日本語学校、退学したら賠償金300万円? 元留学生から疑問の声
「コロナ禍で学費が払えず、退学しようとしたら賠償金300万円を請求されそうになった」。宮城県内の元留学生の女性から、日本語学校の対応を問題視する声が「読者とともに 特別報道室」に届いた。高額の賠償金は留学生を自由に退学させないためとみられ、専門家からは「留学生の弱い立場に付け込んだ人権侵害だ」との声が上がる。
コロナ禍で学費払えず
30代のベトナム人女性は2020年11月に留学ビザを取得して入国後、仙台市青葉区の日本語学校に入学した。日本語を2年間学び、将来は日本で介護の仕事に就く夢を描いた。

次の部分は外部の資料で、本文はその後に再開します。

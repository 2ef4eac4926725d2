//! FFmpeg decoder behind `FileSource`.
//!
//! Decodes the best video track of a local file to packed RGB24. When the demuxer has
//! no packets left the decoder is flushed, so trailing buffered pictures are still
//! delivered before the end is reported.

use anyhow::{anyhow, Context, Result};
use ffmpeg_next as ffmpeg;
use ffmpeg::software::scaling;
use ffmpeg::util::format::pixel::Pixel;

use crate::config::SourceSettings;
use crate::frame::pack_rgb_rows;

pub(crate) struct FfmpegFileDecoder {
    demuxer: ffmpeg::format::context::Input,
    track: usize,
    decoder: ffmpeg::codec::decoder::Video,
    to_rgb: scaling::Context,
    flushed: bool,
}

impl FfmpegFileDecoder {
    pub(crate) fn open(path: &str, _settings: &SourceSettings) -> Result<Self> {
        ffmpeg::init().context("initialize ffmpeg")?;
        let demuxer =
            ffmpeg::format::input(&path).with_context(|| format!("open '{}' for decoding", path))?;
        let (track, parameters) = {
            let stream = demuxer
                .streams()
                .best(ffmpeg::media::Type::Video)
                .ok_or_else(|| anyhow!("'{}' contains no video track", path))?;
            (stream.index(), stream.parameters())
        };
        let decoder = ffmpeg::codec::context::Context::from_parameters(parameters)
            .and_then(|ctx| ctx.decoder().video())
            .with_context(|| format!("no usable video decoder for '{}'", path))?;
        let to_rgb = scaling::Context::get(
            decoder.format(),
            decoder.width(),
            decoder.height(),
            Pixel::RGB24,
            decoder.width(),
            decoder.height(),
            scaling::Flags::BILINEAR,
        )
        .context("set up RGB conversion")?;

        log::debug!(
            "FfmpegFileDecoder: {} track {} {}x{}",
            path,
            track,
            decoder.width(),
            decoder.height()
        );
        Ok(Self {
            demuxer,
            track,
            decoder,
            to_rgb,
            flushed: false,
        })
    }

    /// Decode the next picture as `(rgb, width, height)`. `Ok(None)` once the file is done.
    pub(crate) fn next_image(&mut self) -> Result<Option<(Vec<u8>, u32, u32)>> {
        loop {
            if let Some(image) = self.take_decoded()? {
                return Ok(Some(image));
            }
            if self.flushed {
                return Ok(None);
            }
            if !self.feed_packet()? {
                self.decoder.send_eof().context("flush decoder")?;
                self.flushed = true;
            }
        }
    }

    fn take_decoded(&mut self) -> Result<Option<(Vec<u8>, u32, u32)>> {
        let mut picture = ffmpeg::frame::Video::empty();
        if self.decoder.receive_frame(&mut picture).is_err() {
            return Ok(None);
        }
        let mut rgb = ffmpeg::frame::Video::empty();
        self.to_rgb
            .run(&picture, &mut rgb)
            .context("convert picture to RGB")?;
        let (width, height) = (rgb.width(), rgb.height());
        let pixels = pack_rgb_rows(rgb.data(0), rgb.stride(0), width, height)?;
        Ok(Some((pixels, width, height)))
    }

    /// Send the next packet of our track to the decoder. `false` when the demuxer is empty.
    fn feed_packet(&mut self) -> Result<bool> {
        let track = self.track;
        let next = self
            .demuxer
            .packets()
            .find(|(stream, _)| stream.index() == track);
        match next {
            Some((_, packet)) => {
                self.decoder
                    .send_packet(&packet)
                    .context("send packet to decoder")?;
                Ok(true)
            }
            None => Ok(false),
        }
    }
}
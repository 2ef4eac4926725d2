use anyhow::{anyhow, Result};

use crate::detect::backend::DetectorBackend;
use crate::detect::result::{BoundingBox, Detection, ObjectClass};

const STUB_PERSON_CONFIDENCE: f32 = 0.9;

/// Deterministic backend for tests and bring-up.
///
/// - `stub://people=N`: every frame contains exactly N confident people.
/// - `stub://`: the scene is derived from the first pixel byte. It holds
///   `pixels[0] % 16` confident people, one low-confidence person and one vehicle.
#[derive(Clone, Debug, PartialEq, Eq)]
pub struct StubBackend {
    fixed_people: Option<usize>,
}

impl StubBackend {
    /// Parse the part of a `stub://` model spec after the scheme.
    pub fn parse(options: &str) -> Result<Self> {
        let options = options.trim().trim_end_matches('/');
        if options.is_empty() {
            return Ok(Self { fixed_people: None });
        }
        let count = options
            .strip_prefix("people=")
            .ok_or_else(|| anyhow!("unknown stub model option '{}'", options))?;
        let count = count
            .parse()
            .map_err(|_| anyhow!("stub model people count must be an integer, got '{}'", count))?;
        Ok(Self {
            fixed_people: Some(count),
        })
    }

    pub fn with_people(count: usize) -> Self {
        Self {
            fixed_people: Some(count),
        }
    }
}

impl DetectorBackend for StubBackend {
    fn name(&self) -> &'static str {
        "stub"
    }

    fn detect(&self, pixels: &[u8], width: u32, height: u32) -> Result<Vec<Detection>> {
        let expected = (width as usize) * (height as usize) * 3;
        if width == 0 || height == 0 || pixels.len() != expected {
            return Err(anyhow!(
                "malformed frame: {}x{} with {} bytes",
                width,
                height,
                pixels.len()
            ));
        }

        if let Some(count) = self.fixed_people {
            return Ok(grid_people(count, STUB_PERSON_CONFIDENCE));
        }

        let count = (pixels[0] % 16) as usize;
        let mut detections = grid_people(count, 0.8);
        detections.push(Detection::new(
            ObjectClass::Person,
            0.3,
            BoundingBox {
                x: 0.9,
                y: 0.9,
                w: 0.05,
                h: 0.08,
            },
        ));
        detections.push(Detection::new(
            ObjectClass::Vehicle,
            0.7,
            BoundingBox {
                x: 0.0,
                y: 0.8,
                w: 0.3,
                h: 0.2,
            },
        ));
        Ok(detections)
    }
}

/// Lay `count` people out on a square grid so boxes never overlap.
fn grid_people(count: usize, confidence: f32) -> Vec<Detection> {
    if count == 0 {
        return Vec::new();
    }
    let cols = (count as f64).sqrt().ceil() as usize;
    let cell = 1.0 / cols as f32;
    (0..count)
        .map(|i| {
            let (row, col) = (i / cols, i % cols);
            Detection::new(
                ObjectClass::Person,
                confidence,
                BoundingBox {
                    x: col as f32 * cell + cell * 0.1,
                    y: row as f32 * cell + cell * 0.1,
                    w: cell * 0.8,
                    h: cell * 0.8,
                },
            )
        })
        .collect()
}
//! Wire encoding for snapshots.
//!
//! Body: a JSON object carrying `schema` and `version` next to the snapshot fields,
//! zlib-compressed when compression is enabled. The `X-Payload-Encoding` header says
//! which.
//!
//! ```json
//! {"schema":"crowdwatch.snapshot","version":1,"source_id":"lobby","seq":40,
//!  "timestamp":1700000000000,"count":8,"density":"medium","trend":"stable",
//!  "anomaly":false,"processing_ms":31,"detections":[{"x":0.1,"y":0.2,"w":0.05,"h":0.2,"confidence":0.91}]}
//! ```

use anyhow::{anyhow, Context, Result};
use flate2::read::ZlibDecoder;
use flate2::write::ZlibEncoder;
use flate2::Compression;
use serde::Serialize;
use std::io::{Read, Write};

use crate::aggregate::CrowdSnapshot;

pub const SCHEMA: &str = "crowdwatch.snapshot";
pub const SCHEMA_VERSION: u32 = 1;

/// Upper bound on a decompressed body, to keep a corrupt spool entry from ballooning.
const MAX_DECODED_BYTES: u64 = 4 * 1024 * 1024;

#[derive(Clone, Copy, Debug, PartialEq, Eq)]
pub enum PayloadEncoding {
    Zlib,
    Identity,
}

impl PayloadEncoding {
    pub fn as_str(self) -> &'static str {
        match self {
            PayloadEncoding::Zlib => "zlib",
            PayloadEncoding::Identity => "identity",
        }
    }

    pub fn parse(value: &str) -> Result<Self> {
        match value {
            "zlib" => Ok(PayloadEncoding::Zlib),
            "identity" => Ok(PayloadEncoding::Identity),
            other => Err(anyhow!("unknown payload encoding '{}'", other)),
        }
    }
}

/// Encoded request body, ready to send or spool.
#[derive(Clone, Debug, PartialEq, Eq)]
pub struct EncodedPayload {
    pub body: Vec<u8>,
    pub encoding: PayloadEncoding,
}

#[derive(Serialize)]
struct WireEnvelope<'a> {
    schema: &'static str,
    version: u32,
    #[serde(flatten)]
    snapshot: &'a CrowdSnapshot,
}

pub fn encode(snapshot: &CrowdSnapshot, compress: bool) -> Result<EncodedPayload> {
    let json = serde_json::to_vec(&WireEnvelope {
        schema: SCHEMA,
        version: SCHEMA_VERSION,
        snapshot,
    })
    .context("serialize snapshot")?;

    if !compress {
        return Ok(EncodedPayload {
            body: json,
            encoding: PayloadEncoding::Identity,
        });
    }
    let mut encoder = ZlibEncoder::new(Vec::with_capacity(json.len() / 2), Compression::default());
    encoder.write_all(&json).context("compress snapshot")?;
    Ok(EncodedPayload {
        body: encoder.finish().context("finish zlib stream")?,
        encoding: PayloadEncoding::Zlib,
    })
}

pub fn decode(body: &[u8], encoding: PayloadEncoding) -> Result<CrowdSnapshot> {
    let json = match encoding {
        PayloadEncoding::Identity => body.to_vec(),
        PayloadEncoding::Zlib => {
            let mut out = Vec::new();
            ZlibDecoder::new(body)
                .take(MAX_DECODED_BYTES)
                .read_to_end(&mut out)
                .context("decompress payload")?;
            out
        }
    };

    let value: serde_json::Value = serde_json::from_slice(&json).context("parse payload json")?;
    let schema = value.get("schema").and_then(|v| v.as_str());
    if schema != Some(SCHEMA) {
        return Err(anyhow!("unexpected payload schema {:?}", schema));
    }
    let version = value.get("version").and_then(|v| v.as_u64());
    if version != Some(SCHEMA_VERSION as u64) {
        return Err(anyhow!("unsupported payload version {:?}", version));
    }
    serde_json::from_value(value).context("decode snapshot fields")
}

夢は出足でつまずいた。新型コロナウイルスの感染拡大でアルバイト先の飲食店が時短営業を強いられ、収入は想定を大きく下回った。約40万円あった貯金も半年ほどで底を突いたが、学校側からは2年目の学費50万円の支払いを求められた。
学費を払えず、就労のために退学の意向を伝えたのは昨年6月。学校側は賠償金をちらつかせ、勝手な就労を認めないと反対した。
河北新報社は、この際のやりとりを記録した音声データを入手した。「経済的に厳しく貯金もない」と苦境を訴える女性に、学校側は「そういうことなら帰国するしかない。就労とか他のビザに変更した場合は300万円を請求する。就労ビザに変えてもいいと思っているなら間違いだ」と詰め寄った。
女性が入学時に署名した誓約書は1枚。「勝手に留学ビザから就労等他のビザに変更しない」の記載があり「違反した場合には300万円の損害賠償金の支払いに応じます」と書かれている。
専門家「弱い立場付け込んだ人権侵害」
賠償金規定を設けるのはなぜか。校長は取材に「就労目的で留学ビザを取得し、すぐに退学して就職することを防ぐためだ。就労ビザなどに変更されれば学校経営は成り立たなくなる」と説明。ただ「実際に請求するケースがない」として規定を既に廃止したことを明かした。
女性は学校を除籍となり、現在は県内で就労している。
賠償金に関しては、日本語学校の関係者から問題視する声が出ている。ミッドリーム日本語学校(東京)の山田貴彦校長は「賠償金規定はやりすぎ。学生が追い詰められ、長時間労働をしたり借金をしたりして無理に学費を工面する状況を生む可能性がある」と指摘する。
外国人問題に詳しい指宿昭一弁護士(第二東京弁護士会)も「留学生を賠償金で縛り付けるのは人権侵害だ。コロナ禍で留学生の入国が制限される中で学校経営が苦しいかもしれないが、学費の支払い時期を遅らせるなど学び続けられるように支援するべきだ」と語る。
(佐藤駿伍)
留学生、19年に31万人 受け入れ側の意識改革急務
日本への留学生は、2008年に政府が発表した「留学生30万人計画」を受けて急増した。文部科学省によると、11年に16万人だった留学生は19年に31万人に増え、計画を1年前倒しする形で目標を達成した。
増加の伸びが特に大きいのは所得水準の低いベトナムからの留学生だ。11年に4000人程度だった同国出身者は20年には約6万2000人にまで増加した。
明治大情報コミュニケーション学部の根橋玲子教授(コミュニケーション学)は「30万人計画が安価な労働力確保の手段となった面は否めない」と指摘。就労目的というフロントドアからの入国とは異なる留学生の受け入れ制度を「移民のサイドドア」と例える。
低賃金労働を担う留学生の置かれている立場は厳しい。多額の借金をして入国し、日本語学校にも入学金や授業料などを納入。経済的に苦しい上に、留学ビザが更新されなければ強制送還されるという恐怖とも闘わなければならない。
悪質なブローカーやブラック職場に食い物にされるケースもあり、根橋教授は「留学生の自己責任と切り捨てるのは酷だ。外国人を安価な労働力と見なす日本側の意識を変えるとともに、リスクを含めた留学生への注意喚起が必要だ」と話す。